Affiliation:
1. Center of Excellence in Robotics and Control, Advanced Robotics and Automated Systems Lab, Department of Mechanical Engineering, K. N. Toosi University of Technology, Tehran, Iran
2. Department of Agro-Technology, College of Aburaihan, University of Tehran, Tehran, Iran
Abstract
Combination of a mobile platform and a manipulator which is known as a mobile manipulator can be used in lots of applications. Motion control with respect to stability of dynamically stable mobile manipulators is one of the interesting challenges in robotics. In addition, servant robots are becoming widespread, from local uses as robotic cleaner to field applications as flexible robots, also for farming, martial, and space exploration.

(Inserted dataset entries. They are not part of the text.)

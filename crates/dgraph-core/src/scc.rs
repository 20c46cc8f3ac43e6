//! Strongly connected components in dependency order (Kosaraju).
//!
//! # Algorithm
//!
//! 1. **Forward pass** — visit live nodes in ascending id order and run a
//!    depth-first search over `out` edges from each unvisited root. Nodes are
//!    marked on entry and appended to a finishing list in post-order.
//! 2. **Transpose pass** — walk the finishing list backwards. Every node not
//!    yet claimed roots a depth-first search over `in` edges; all nodes it
//!    reaches form one component.
//!
//! Components come out in the order their transpose search started, which is
//! dependency order: for an edge `u → v` across components, `u`'s component is
//! emitted before `v`'s. On an acyclic graph every component is a singleton and
//! the result is a topological sort.
//!
//! # Visitation state
//!
//! One bit per node serves both passes. The forward pass sets a node's bit
//! when it is first seen; the transpose pass treats a set bit as "not yet
//! claimed" and clears it on claim. The two passes still behave as two
//! independent visited sets.
//!
//! # Stack safety
//!
//! Both searches run on an explicit frame stack (`(node, next neighbor)`), in
//! the same order a recursive search would visit, so a long dependency chain
//! costs heap rather than call stack.

use std::ops::Deref;

use fixedbitset::FixedBitSet;
use tracing::{debug, instrument};

use crate::graph::{Graph, Node};

// ---------------------------------------------------------------------------
// Component
// ---------------------------------------------------------------------------

/// One strongly connected component: a non-empty set of mutually reachable
/// nodes.
///
/// A component is a snapshot taken when it was computed; mutating the graph
/// afterwards does not change it. Node order inside a component reflects
/// traversal order and carries no meaning.
#[derive(Debug, Clone, PartialEq, Eq, Hash)]
pub struct Component {
    nodes: Box<[Node]>,
}

impl Component {
    /// The member nodes in traversal order.
    #[must_use]
    pub fn nodes(&self) -> &[Node] {
        &self.nodes
    }

    /// Return `true` if this component groups more than one node.
    ///
    /// A lone node with a self-loop is still a singleton here; see
    /// [`Graph::cycles`] for a view that also reports self-loops.
    #[must_use]
    pub fn is_cycle(&self) -> bool {
        self.nodes.len() > 1
    }

    /// The members sorted ascending.
    #[must_use]
    pub fn sorted(&self) -> Vec<Node> {
        let mut nodes = self.nodes.to_vec();
        nodes.sort_unstable();
        nodes
    }
}

impl Deref for Component {
    type Target = [Node];

    fn deref(&self) -> &[Node] {
        &self.nodes
    }
}

impl From<Component> for Vec<Node> {
    fn from(component: Component) -> Self {
        component.nodes.into_vec()
    }
}

impl IntoIterator for Component {
    type Item = Node;
    type IntoIter = std::vec::IntoIter<Node>;

    fn into_iter(self) -> Self::IntoIter {
        self.nodes.into_vec().into_iter()
    }
}

impl<'a> IntoIterator for &'a Component {
    type Item = &'a Node;
    type IntoIter = std::slice::Iter<'a, Node>;

    fn into_iter(self) -> Self::IntoIter {
        self.nodes.iter()
    }
}

// ---------------------------------------------------------------------------
// Engine
// ---------------------------------------------------------------------------

impl Graph {
    /// Return the strongly connected components in dependency order.
    ///
    /// See [`strong_components`].
    #[must_use]
    pub fn strong_components(&self) -> Vec<Component> {
        strong_components(self)
    }
}

/// Return the strongly connected components of `graph` in dependency order.
///
/// Every live node appears in exactly one component. The graph is only read;
/// each call recomputes from scratch, and repeated calls on an unchanged graph
/// return the same components in the same order.
#[must_use]
#[instrument(level = "debug", skip(graph), fields(capacity = graph.capacity()))]
pub fn strong_components(graph: &Graph) -> Vec<Component> {
    let mut marks = FixedBitSet::with_capacity(graph.capacity());
    let mut stack: Vec<(Node, usize)> = Vec::new();

    // Forward pass: finishing order over `out`.
    let mut order: Vec<Node> = Vec::with_capacity(graph.capacity());
    for root in graph.nodes() {
        if marks.put(root) {
            continue;
        }
        depth_first(
            root,
            |node| graph.successors(node),
            |node| marks.put(node),
            |node| order.push(node),
            &mut stack,
        );
    }

    // Transpose pass: a set bit now means "not yet claimed".
    let mut components: Vec<Component> = Vec::new();
    let mut members: Vec<Node> = Vec::new();
    for &root in order.iter().rev() {
        if !claim(&mut marks, root) {
            continue;
        }
        depth_first(
            root,
            |node| graph.predecessors(node),
            |node| !claim(&mut marks, node),
            |node| members.push(node),
            &mut stack,
        );
        components.push(Component {
            nodes: members.as_slice().into(),
        });
        members.clear();
    }

    debug!(
        nodes = order.len(),
        components = components.len(),
        cycles = components.iter().filter(|c| c.is_cycle()).count(),
        "computed strong components"
    );
    components
}

/// Clear `node`'s bit, returning `true` if it was still set.
fn claim(marks: &mut FixedBitSet, node: Node) -> bool {
    let unclaimed = marks.contains(node);
    marks.set(node, false);
    unclaimed
}

/// Iterative depth-first search from an already-marked `root`.
///
/// `seen` marks a node and reports whether it had been seen before; unseen
/// neighbors are descended into immediately, in adjacency order. `finish` is
/// called for each node once all of its descendants are done (post-order),
/// ending with `root`.
fn depth_first<'g>(
    root: Node,
    neighbors: impl Fn(Node) -> &'g [Node],
    mut seen: impl FnMut(Node) -> bool,
    mut finish: impl FnMut(Node),
    stack: &mut Vec<(Node, usize)>,
) {
    stack.push((root, 0));
    while let Some(frame) = stack.last_mut() {
        let (node, next) = *frame;
        if let Some(&neighbor) = neighbors(node).get(next) {
            frame.1 = next + 1;
            if !seen(neighbor) {
                stack.push((neighbor, 0));
            }
        } else {
            stack.pop();
            finish(node);
        }
    }
}

#[cfg(test)]
mod tests {
    use super::*;

    fn sorted_components(graph: &Graph) -> Vec<Vec<Node>> {
        graph.strong_components().iter().map(Component::sorted).collect()
    }

    #[test]
    fn empty_graph_has_no_components() {
        assert!(Graph::new().strong_components().is_empty());
    }

    #[test]
    fn isolated_nodes_come_out_in_reverse_finish_order() {
        let g = Graph::with_size(3);
        assert_eq!(sorted_components(&g), vec![vec![2], vec![1], vec![0]]);
    }

    #[test]
    fn chain_is_topologically_ordered() {
        let g: Graph = [(2, 1), (1, 0)].into_iter().collect();
        assert_eq!(sorted_components(&g), vec![vec![2], vec![1], vec![0]]);
    }

    #[test]
    fn two_node_cycle_is_one_component() {
        let g: Graph = [(0, 1), (1, 0)].into_iter().collect();
        let comps = g.strong_components();

        assert_eq!(comps.len(), 1);
        assert!(comps[0].is_cycle());
        assert_eq!(comps[0].sorted(), vec![0, 1]);
    }

    #[test]
    fn self_loops_stay_singletons() {
        let g: Graph = [(0, 0), (1, 1), (2, 2)].into_iter().collect();
        let comps = g.strong_components();

        assert_eq!(comps.len(), 3);
        assert!(comps.iter().all(|c| !c.is_cycle()));
    }

    #[test]
    fn removed_nodes_are_skipped() {
        let mut g: Graph = [(0, 1), (1, 2), (2, 0), (2, 3)].into_iter().collect();
        g.remove(1);

        // Left with 2 -> 0 and 2 -> 3.
        let comps = sorted_components(&g);
        assert_eq!(comps, vec![vec![2], vec![3], vec![0]]);
    }

    #[test]
    fn components_are_snapshots() {
        let mut g: Graph = [(0, 1), (1, 0)].into_iter().collect();
        let before = g.strong_components();
        g.remove(1);

        assert_eq!(before[0].sorted(), vec![0, 1]);
        assert_eq!(sorted_components(&g), vec![vec![0]]);
    }

    #[test]
    fn component_accessors() {
        let g: Graph = [(3, 1), (1, 3)].into_iter().collect();
        let comp = g
            .strong_components()
            .into_iter()
            .find(|c| c.is_cycle())
            .expect("cycle component");

        assert_eq!(comp.len(), 2);
        assert!(comp.contains(&3));
        let mut owned: Vec<Node> = comp.into();
        owned.sort_unstable();
        assert_eq!(owned, vec![1, 3]);
    }

    #[test]
    fn depth_first_matches_recursive_post_order() {
        // 0 -> 1 -> 2, 0 -> 3, 1 -> 3
        let g: Graph = [(0, 1), (1, 2), (0, 3), (1, 3)].into_iter().collect();
        let mut marks = FixedBitSet::with_capacity(g.capacity());
        let mut order = Vec::new();
        let mut stack = Vec::new();

        marks.insert(0);
        depth_first(
            0,
            |n| g.successors(n),
            |n| marks.put(n),
            |n| order.push(n),
            &mut stack,
        );

        assert_eq!(order, vec![2, 3, 1, 0]);
        assert!(stack.is_empty());
    }
}
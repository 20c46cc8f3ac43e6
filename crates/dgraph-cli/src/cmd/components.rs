//! `dg components` — every strongly connected component in dependency order.

use std::io::Write;

use clap::Args;
use serde::Serialize;

use crate::cmd::{SourceArgs, load_graph};
use crate::config::ProjectConfig;
use crate::input::LabeledGraph;
use crate::output::{OutputMode, pretty_section, render_mode};

/// Arguments for `dg components`.
#[derive(Args, Debug, Default)]
pub struct ComponentsArgs {
    #[command(flatten)]
    pub source: SourceArgs,
}

#[derive(Debug, Serialize)]
struct ComponentsOutput {
    node_count: usize,
    edge_count: usize,
    components: Vec<ComponentView>,
}

#[derive(Debug, Serialize)]
struct ComponentView {
    members: Vec<String>,
    /// More than one member, or a single member with a self-loop.
    cycle: bool,
}

/// Execute `dg components`.
pub fn run_components(
    args: &ComponentsArgs,
    output: OutputMode,
    config: &ProjectConfig,
) -> anyhow::Result<()> {
    let labeled = load_graph(&args.source, &config.input, output)?;
    let payload = build_output(&labeled, config.output.sort_members);

    render_mode(output, &payload, render_components_text, render_components_pretty)
}

fn build_output(labeled: &LabeledGraph, sort_members: bool) -> ComponentsOutput {
    let graph = labeled.graph();
    let components = graph
        .strong_components()
        .iter()
        .map(|component| ComponentView {
            members: labeled.names(component, sort_members),
            cycle: graph.is_cyclic(component),
        })
        .collect();

    ComponentsOutput {
        node_count: graph.node_count(),
        edge_count: graph.edge_count(),
        components,
    }
}

fn render_components_text(payload: &ComponentsOutput, w: &mut dyn Write) -> std::io::Result<()> {
    for component in &payload.components {
        writeln!(w, "{}", component.members.join(" "))?;
    }
    Ok(())
}

fn render_components_pretty(
    payload: &ComponentsOutput,
    w: &mut dyn Write,
) -> std::io::Result<()> {
    pretty_section(
        w,
        &format!(
            "Components ({}) over {} nodes, {} edges",
            payload.components.len(),
            payload.node_count,
            payload.edge_count
        ),
    )?;

    for (idx, component) in payload.components.iter().enumerate() {
        let members = component.members.join(", ");
        if component.cycle {
            writeln!(w, "{:>4}. cycle [{members}]", idx + 1)?;
        } else {
            writeln!(w, "{:>4}. {members}", idx + 1)?;
        }
    }

    Ok(())
}
//! Demo unspooler CLI.
//!
//! A command-line tool for inspecting demo recordings and extracting
//! per-tick entity records.
//!
//! # Usage
//!
//! ```bash
//! # Show header and frame statistics
//! demoreel info match.dem
//!
//! # Stream records as JSON lines
//! demoreel unspool match.dem --path "$.players[*].health" --tick-freq 66
//!
//! # List players
//! demoreel roster match.dem
//!
//! # Record the map bounds each time they change
//! demoreel bounds match.dem --class world
//!
//! # Check that every frame decodes
//! demoreel validate match.dem --verbose
//! ```

use std::path::{Path, PathBuf};
use std::process::ExitCode;

use clap::{Parser, Subcommand, ValueEnum};
use serde::Serialize;
use tracing_subscriber::EnvFilter;

use demoreel::bounds::WORLD_CLASS;
use demoreel::unspool::{DEFAULT_JSON_PATH, DEFAULT_TICK_FREQ};
use demoreel::{DemoFile, DemoHeader, DemoStats, Profile, Record, StateTable};

/// Demo recording unspooler.
#[derive(Parser)]
#[command(name = "demoreel")]
#[command(about = "Unspool demo recordings into per-tick entity records", long_about = None)]
#[command(version)]
struct Cli {
    #[command(subcommand)]
    command: Commands,
}

#[derive(Subcommand)]
enum Commands {
    /// Display header information and frame statistics
    Info {
        /// Path to the demo file
        file: PathBuf,

        /// Output format
        #[arg(short, long, default_value = "pretty")]
        output: OutputFormat,
    },

    /// Evaluate a path query at sampled ticks
    Unspool {
        /// Path to the demo file
        file: PathBuf,

        /// Path query selecting the records
        #[arg(short, long, default_value = DEFAULT_JSON_PATH)]
        path: String,

        /// Sample every N ticks
        #[arg(short, long, default_value_t = DEFAULT_TICK_FREQ)]
        tick_freq: u32,

        /// Output format
        #[arg(short, long, default_value = "json")]
        output: OutputFormat,
    },

    /// Record the entities of one class whenever their state changes
    Bounds {
        /// Path to the demo file
        file: PathBuf,

        /// Entity class to follow
        #[arg(short, long, default_value = WORLD_CLASS)]
        class: String,

        /// Output format
        #[arg(short, long, default_value = "json")]
        output: OutputFormat,
    },

    /// List the players found in the recording
    Roster {
        /// Path to the demo file
        file: PathBuf,

        /// Output format
        #[arg(short, long, default_value = "pretty")]
        output: OutputFormat,
    },

    /// Validate a demo file
    Validate {
        /// Path to the demo file
        file: PathBuf,

        /// Show detailed validation results
        #[arg(short, long)]
        verbose: bool,
    },
}

#[derive(Clone, Debug, ValueEnum)]
enum OutputFormat {
    /// JSON output
    Json,
    /// Human-readable output
    Pretty,
}

fn main() -> ExitCode {
    tracing_subscriber::fmt()
        .with_env_filter(
            EnvFilter::try_from_default_env().unwrap_or_else(|_| EnvFilter::new("warn")),
        )
        .with_writer(std::io::stderr)
        .init();

    let cli = Cli::parse();

    match cli.command {
        Commands::Info { file, output } => cmd_info(&file, &output),
        Commands::Unspool {
            file,
            path,
            tick_freq,
            output,
        } => cmd_unspool(&file, &path, tick_freq, &output),
        Commands::Bounds {
            file,
            class,
            output,
        } => cmd_bounds(&file, &class, &output),
        Commands::Roster { file, output } => cmd_roster(&file, &output),
        Commands::Validate { file, verbose } => cmd_validate(&file, verbose),
    }
}

fn read_file(file: &Path) -> Option<Vec<u8>> {
    match std::fs::read(file) {
        Ok(data) => Some(data),
        Err(e) => {
            eprintln!("Error reading file: {e}");
            None
        }
    }
}

// ============================================================================
// Info Command
// ============================================================================

#[derive(Serialize)]
struct InfoOutput {
    file_size: usize,
    header: DemoHeader,
    statistics: DemoStats,
}

fn cmd_info(file: &Path, output: &OutputFormat) -> ExitCode {
    let Some(data) = read_file(file) else {
        return ExitCode::FAILURE;
    };

    let demo = match DemoFile::parse(&data) {
        Ok(demo) => demo,
        Err(e) => {
            eprintln!("Error parsing header: {e}");
            return ExitCode::FAILURE;
        }
    };

    let statistics = match DemoStats::from_frames(demo.frames()) {
        Ok(stats) => stats,
        Err(e) => {
            eprintln!("Error decoding frames: {e}");
            return ExitCode::FAILURE;
        }
    };

    let info = InfoOutput {
        file_size: data.len(),
        header: demo.header().clone(),
        statistics,
    };

    match output {
        OutputFormat::Json => print_json(&info),
        OutputFormat::Pretty => print_info(&info),
    }

    ExitCode::SUCCESS
}

fn print_info(info: &InfoOutput) {
    let header = &info.header;
    println!("=== Demo Information ===\n");
    println!("File Size:        {} bytes", info.file_size);
    println!("Demo Protocol:    {}", header.demo_protocol);
    println!("Network Protocol: {}", header.network_protocol);
    println!("Server:           {}", header.server_name);
    println!("Client:           {}", header.client_name);
    println!("Map:              {}", header.map_name);
    println!("Game Directory:   {}", header.game_directory);
    println!("Duration:         {}", header.duration_string());
    println!("Ticks:            {}", header.tick_count);
    println!("Tick Interval:    {:.4}s", header.tick_interval());

    let stats = &info.statistics;
    println!("\n=== Frames ===\n");
    println!("Frames decoded:   {}", stats.frame_count);
    if let (Some(first), Some(last)) = (stats.first_tick, stats.last_tick) {
        println!("Tick range:       {first}..={last}");
    }
    println!("Skipped bytes:    {}", stats.skipped_bytes);
    if !stats.message_counts.is_empty() {
        println!("\nMessages by Kind:");
        for (kind, count) in &stats.message_counts {
            println!("  {kind:<20} {count:>8}");
        }
    }
}

// ============================================================================
// Unspool Command
// ============================================================================

fn cmd_unspool(file: &Path, path: &str, tick_freq: u32, output: &OutputFormat) -> ExitCode {
    let Some(data) = read_file(file) else {
        return ExitCode::FAILURE;
    };

    let records = match demoreel::unspool(&data, path, tick_freq) {
        Ok(records) => records,
        Err(e) => {
            eprintln!("Error: {e}");
            return ExitCode::FAILURE;
        }
    };

    for record in records {
        match record {
            Ok(record) => print_record(&record, output),
            Err(e) => {
                eprintln!("Error: {e}");
                return ExitCode::FAILURE;
            }
        }
    }

    ExitCode::SUCCESS
}

fn print_record(record: &Record, output: &OutputFormat) {
    match output {
        OutputFormat::Json => match serde_json::to_string(record) {
            Ok(line) => println!("{line}"),
            Err(e) => eprintln!("Error serializing to JSON: {e}"),
        },
        OutputFormat::Pretty => {
            let values: Vec<String> = record
                .values
                .iter()
                .map(|(path, value)| format!("{path}={value}"))
                .collect();
            println!(
                "[{:>6}] #{:<5} {}",
                record.tick,
                record.entity,
                values.join(" ")
            );
        }
    }
}

// ============================================================================
// Bounds Command
// ============================================================================

fn cmd_bounds(file: &Path, class: &str, output: &OutputFormat) -> ExitCode {
    let Some(data) = read_file(file) else {
        return ExitCode::FAILURE;
    };

    match demoreel::bounds(&data, class) {
        Ok(records) => {
            for record in &records {
                print_record(record, output);
            }
            ExitCode::SUCCESS
        }
        Err(e) => {
            eprintln!("Error: {e}");
            ExitCode::FAILURE
        }
    }
}

// ============================================================================
// Roster Command
// ============================================================================

fn cmd_roster(file: &Path, output: &OutputFormat) -> ExitCode {
    let Some(data) = read_file(file) else {
        return ExitCode::FAILURE;
    };

    let players = match demoreel::roster(&data) {
        Ok(players) => players,
        Err(e) => {
            eprintln!("Error: {e}");
            return ExitCode::FAILURE;
        }
    };

    match output {
        OutputFormat::Json => print_json(&players),
        OutputFormat::Pretty => print_roster(&players),
    }

    ExitCode::SUCCESS
}

fn print_roster(players: &[Profile]) {
    println!("=== Players ({}) ===", players.len());
    for player in players {
        println!(
            "  Slot {:>2}: {} (from tick {})",
            player.slot, player.name, player.first_tick
        );
    }
}

// ============================================================================
// Validate Command
// ============================================================================

/// Decoding stages, in the order they run.
const STAGES: [&str; 3] = ["Header parsing", "Frame decoding", "State reconstruction"];

/// Outcome of validating one demo file.
#[derive(Debug, Default)]
struct Validation {
    /// Number of stages that completed, a prefix of [`STAGES`].
    passed: usize,
    error: Option<String>,
    warnings: Vec<String>,
}

impl Validation {
    fn is_valid(&self) -> bool {
        self.passed == STAGES.len() && self.error.is_none()
    }

    fn fail(mut self, error: impl std::fmt::Display) -> Self {
        self.error = Some(format!("{} failed: {error}", STAGES[self.passed]));
        self
    }
}

fn cmd_validate(file: &Path, verbose: bool) -> ExitCode {
    let validation = match std::fs::read(file) {
        Ok(data) => validate_demo(&data),
        Err(e) => Validation {
            error: Some(format!("Failed to read file: {e}")),
            ..Validation::default()
        },
    };

    let verdict = if validation.is_valid() { "VALID" } else { "INVALID" };
    if verbose {
        print_validation(&validation, file);
        println!("\nResult: {verdict}");
    } else {
        println!("{}: {verdict}", file.display());
    }

    if validation.is_valid() {
        ExitCode::SUCCESS
    } else {
        ExitCode::FAILURE
    }
}

fn validate_demo(data: &[u8]) -> Validation {
    let mut validation = Validation::default();

    let demo = match DemoFile::parse(data) {
        Ok(demo) => demo,
        Err(e) => return validation.fail(e),
    };
    validation.passed += 1;

    let stats = match DemoStats::from_frames(demo.frames()) {
        Ok(stats) => stats,
        Err(e) => return validation.fail(e),
    };
    validation.passed += 1;

    let declared = demo.header().frame_count;
    if usize::try_from(declared).map_or(true, |declared| declared != stats.frame_count) {
        validation.warnings.push(format!(
            "Frame count mismatch: header declares {declared}, decoded {}",
            stats.frame_count
        ));
    }

    let mut table = StateTable::new();
    for frame in demo.frames() {
        if let Err(e) = frame.and_then(|frame| table.apply(&frame)) {
            return validation.fail(e);
        }
    }
    validation.passed += 1;

    if table.snapshot().is_empty() {
        validation
            .warnings
            .push("No entities alive at the end of the recording".to_string());
    }

    validation
}

fn print_validation(validation: &Validation, file: &Path) {
    println!("Validating: {}\n", file.display());

    println!("Checks:");
    for (i, stage) in STAGES.iter().enumerate() {
        let icon = if i < validation.passed {
            "[OK]"
        } else if i == validation.passed && validation.error.is_some() {
            "[FAIL]"
        } else {
            "[SKIP]"
        };
        println!("  {stage:<22} {icon}");
    }

    if let Some(error) = &validation.error {
        println!("\nError:\n  - {error}");
    }
    if !validation.warnings.is_empty() {
        println!("\nWarnings:");
        for warning in &validation.warnings {
            println!("  - {warning}");
        }
    }
}

fn print_json<T: Serialize + ?Sized>(output: &T) {
    match serde_json::to_string_pretty(output) {
        Ok(json) => println!("{json}"),
        Err(e) => eprintln!("Error serializing to JSON: {e}"),
    }
}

One of the servant robots that are designed to operate specially in indoor places is the Ballbot. A Ballbot is an under-actuated system with non-holonomic dynamic constraints. It is as tall as human height until it could interact by people. Moreover, it can be equipped with a manipulator for grasping and manipulating objects. So, manipulation control of such system is highly complicated due to severe under-actuated condition and non-linear dynamics which is considered in this article. Therefore, developing a compact dynamic model is highly practical for controller design, developing simulation studies in support of design improvement, and for useful applications. To this end, the Ballbot has been equipped with a Programmable Universal Machine for Assembly–type manipulator. This manipulator adds new advantages to the Ballbot such as an object manipulation operation and better stability. So, the dynamic model of the proposed system without any simplicity is presented, and then, the validation of this extracted model is studied. Next, the manipulator reconfiguration is used to help the system move without flutter. Because of the passive joints, the Ballbot cannot maintain its stability and follows the desired end-effector trajectory. Therefore, a stabilizing pendulum is proposed to help the stability of the system when the manipulator handles an object on the desired path. Finally, a manipulation control algorithm is proposed to reach the system to its desired position. Simulation results show the capability of the presented controllers.
Subject
Mechanical Engineering,Control and Systems Engineering
Cited by
3 articles.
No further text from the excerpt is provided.